Catolicidad en el 'Quijote'
El Quijote es la máxima expresión de la España de su tiempo, que no por inquisitorial fue cerrada o atrasada
En un podcast con mi buen amigo Gonzalo Altozano, Jorge Bustos aseguró que el Quijote es la primera obra del liberalismo español. Sí: dijo «liberalismo». Explicó que se atiene a la tesis de Bataillon, que arguye que la obra de Cervantes no es católica sino erasmista. Le faltó decir, como dice Ortega en sus Meditaciones del Quijote, que su grandeza reside en el espíritu germánico que late en su interior. No lo dijo; quizá porque Bustos se sabe periodista y sólo periodista.
Últimamente he escuchado con frecuencia ese disparate. Creo que tiene que ver con la imposibilidad de aceptar que el Quijote, lejos de ser un halo de luz en una España cerrada, inquisitorial y atrasada, es la máxima expresión de la España de su tiempo, que no por inquisitorial fue cerrada o atrasada. Así, hablan —ahora no me refiero a Bustos, o no sólo a Bustos— de reformismo, de irenismo y de «convencer al turco», como si Cervantes hubiese ido a Lepanto a entablar debates con los infieles acerca de la divinidad de Cristo.
No obstante, el Quijote es en realidad una «epopeya profundamente cristiana» (Unamuno dixit) y, como afirma Juan Manuel de Prada, la descripción del Caballero del Verde Gabán que Bataillon presenta como ejemplo de las virtudes erasmistas es también compatible con la de un católico tradicional:
«Oigo misa cada día; reparto de mis bienes con los pobres, sin hacer alarde de las buenas obras, por no dar entrada en mi corazón a la hipocresía y la vanagloria, enemigos que blandamente se apoderan del corazón más recatado; procuro poner en paz los que sé que están desavenidos; soy devoto de nuestra Señora, y confío siempre en la misericordia infinita de Dios, nuestro Señor».
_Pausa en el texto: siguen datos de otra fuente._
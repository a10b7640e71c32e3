use std::path::{Path, PathBuf};

use anyhow::Context as _;

use crate::foundation::error::{BouquetError, BouquetResult};
use crate::render::frame::FrameRGBA;

/// Configuration provided to a [`FrameSink`] before the first frame.
#[derive(Clone, Debug, PartialEq)]
pub struct SinkConfig {
    /// Frame width in device pixels.
    pub width: u32,
    /// Frame height in device pixels.
    pub height: u32,
    /// Nominal frames per second of the run.
    pub fps: u32,
}

/// Consumer of rendered frames.
///
/// `push_frame` is called with strictly increasing indices between `begin` and `end`.
pub trait FrameSink {
    /// Called once before any frames are pushed.
    fn begin(&mut self, cfg: SinkConfig) -> BouquetResult<()>;
    /// Push one frame.
    fn push_frame(&mut self, idx: u64, frame: &FrameRGBA) -> BouquetResult<()>;
    /// Called once after the last frame.
    fn end(&mut self) -> BouquetResult<()>;
}

/// In-memory sink for tests and debugging.
#[derive(Debug, Default)]
pub struct InMemorySink {
    cfg: Option<SinkConfig>,
    frames: Vec<(u64, FrameRGBA)>,
    ended: bool,
}

impl InMemorySink {
    /// Create an empty sink.
    pub fn new() -> Self {
        Self::default()
    }

    /// Configuration captured in `begin`, if any.
    pub fn config(&self) -> Option<&SinkConfig> {
        self.cfg.as_ref()
    }

    /// Captured frames in push order.
    pub fn frames(&self) -> &[(u64, FrameRGBA)] {
        &self.frames
    }

    /// `true` once `end` has been called.
    pub fn is_ended(&self) -> bool {
        self.ended
    }
}

impl FrameSink for InMemorySink {
    fn begin(&mut self, cfg: SinkConfig) -> BouquetResult<()> {
        self.cfg = Some(cfg);
        self.frames.clear();
        self.ended = false;
        Ok(())
    }

    fn push_frame(&mut self, idx: u64, frame: &FrameRGBA) -> BouquetResult<()> {
        check_order(self.frames.last().map(|(i, _)| *i), idx)?;
        self.frames.push((idx, frame.clone()));
        Ok(())
    }

    fn end(&mut self) -> BouquetResult<()> {
        self.ended = true;
        Ok(())
    }
}

/// Writes each frame to `<dir>/frame_NNNNN.png` as straight-alpha RGBA.
#[derive(Debug)]
pub struct PngSequenceSink {
    dir: PathBuf,
    cfg: Option<SinkConfig>,
    last: Option<u64>,
    written: Vec<PathBuf>,
}

impl PngSequenceSink {
    /// Sink writing into `dir`, which is created on `begin`.
    pub fn new(dir: impl Into<PathBuf>) -> Self {
        Self {
            dir: dir.into(),
            cfg: None,
            last: None,
            written: Vec::new(),
        }
    }

    /// File name used for frame `idx`.
    pub fn file_name(idx: u64) -> String {
        format!("frame_{idx:05}.png")
    }

    /// Paths written so far.
    pub fn written(&self) -> &[PathBuf] {
        &self.written
    }
}

impl FrameSink for PngSequenceSink {
    fn begin(&mut self, cfg: SinkConfig) -> BouquetResult<()> {
        if cfg.width == 0 || cfg.height == 0 {
            return Err(BouquetError::validation(
                "sink width/height must be non-zero",
            ));
        }
        ensure_dir(&self.dir)?;
        self.cfg = Some(cfg);
        self.last = None;
        self.written.clear();
        Ok(())
    }

    fn push_frame(&mut self, idx: u64, frame: &FrameRGBA) -> BouquetResult<()> {
        let Some(cfg) = &self.cfg else {
            return Err(BouquetError::encode("push_frame called before begin"));
        };
        if frame.width != cfg.width || frame.height != cfg.height {
            return Err(BouquetError::encode(format!(
                "frame size mismatch: got {}x{}, expected {}x{}",
                frame.width, frame.height, cfg.width, cfg.height
            )));
        }
        check_order(self.last, idx)?;

        let path = self.dir.join(Self::file_name(idx));
        write_png(&path, frame)?;
        self.last = Some(idx);
        self.written.push(path);
        Ok(())
    }

    fn end(&mut self) -> BouquetResult<()> {
        tracing::debug!(
            frames = self.written.len(),
            dir = %self.dir.display(),
            "png sequence finished"
        );
        self.cfg = None;
        Ok(())
    }
}

/// Encode one frame as a PNG file.
pub fn write_png(path: &Path, frame: &FrameRGBA) -> BouquetResult<()> {
    let expected = (frame.width as usize) * (frame.height as usize) * 4;
    if frame.data.len() != expected {
        return Err(BouquetError::encode(
            "frame.data size mismatch with width*height*4",
        ));
    }
    let mut straight = frame.clone();
    straight.unpremultiply();
    image::save_buffer_with_format(
        path,
        &straight.data,
        straight.width,
        straight.height,
        image::ExtendedColorType::Rgba8,
        image::ImageFormat::Png,
    )
    .with_context(|| format!("failed to write '{}'", path.display()))?;
    Ok(())
}

/// Create `dir` and its parents.
pub fn ensure_dir(dir: &Path) -> BouquetResult<()> {
    std::fs::create_dir_all(dir)
        .with_context(|| format!("failed to create output directory '{}'", dir.display()))?;
    Ok(())
}

fn check_order(last: Option<u64>, idx: u64) -> BouquetResult<()> {
    match last {
        Some(prev) if idx <= prev => Err(BouquetError::encode(format!(
            "frame {idx} pushed after frame {prev}"
        ))),
        _ => Ok(()),
    }
}

#[cfg(test)]
#[path = "../../tests/unit/encode/sink.rs"]
mod tests;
Además, frente al irenismo erasmista, que arguye que «el ejercicio de la milicia (…) es indigno del cristiano» y que, de hecho, lo convierte en turco, Cervantes propone una paz propiamente aristotélica, es decir, sustentada en la guerra. Por eso, don Quijote asegura que «nunca la lanza embotó la pluma, ni la pluma la lanza» y que «son las armas el sostén de las letras (y no al revés) en cuanto que si estas se cultivan es bajo el amparo de aquellas»; por eso, no duda en embestir «puesta la lanza en el ristre» contra las tropas de Alifanfarón ni en proponer, como nos recuerda Pedro Insua, que se unan y se dirijan contra el turco «todos los caballeros andantes que “vagan por España”»; por eso, en fin, insiste en la importancia que la milicia tiene en las cuestiones concernientes a la fe e insinúa que la función del soldado es más digna de admiración que la del fraile cartujano:
«Quiero decir que los religiosos, con toda paz y sosiego, piden al cielo el bien de la tierra; pero los soldados y caballeros ponemos en ejecución lo que ellos piden, defendiéndola con el valor de nuestros brazos y filos de nuestras espadas, no debajo de cubierta, sino al cielo abierto, puestos por blanco de los insufribles rayos del sol en el verano y de los erizados yelos del invierno. Así, que somos ministros de Dios en la tierra, y brazos por quien se ejecutan en ella su justicia. Y como las cosas de la guerra y las a ella tocantes y concernientes no se pueden poner en ejecución sino sudando, afanando y trabajando, síguese que aquellos que la profesan tienen, sin duda, mayor trabajo que aquellas que en sosegada paz y reposo están rogando a Dios favorezca a los que poco pueden».
En definitiva, a pesar de todas las pruebas que pueden esgrimirse en contra de la tesis de Bataillon, el Quijote pasa por erasmista. Da igual que haya que enfrentar las ideas de Cervantes con las de su protagonista o que haya que hacer malabares con los conceptos, los personajes y los diálogos: cualquier cosa antes que reconocer al espíritu de la España inquisitorial la creación de una obra de arte genial.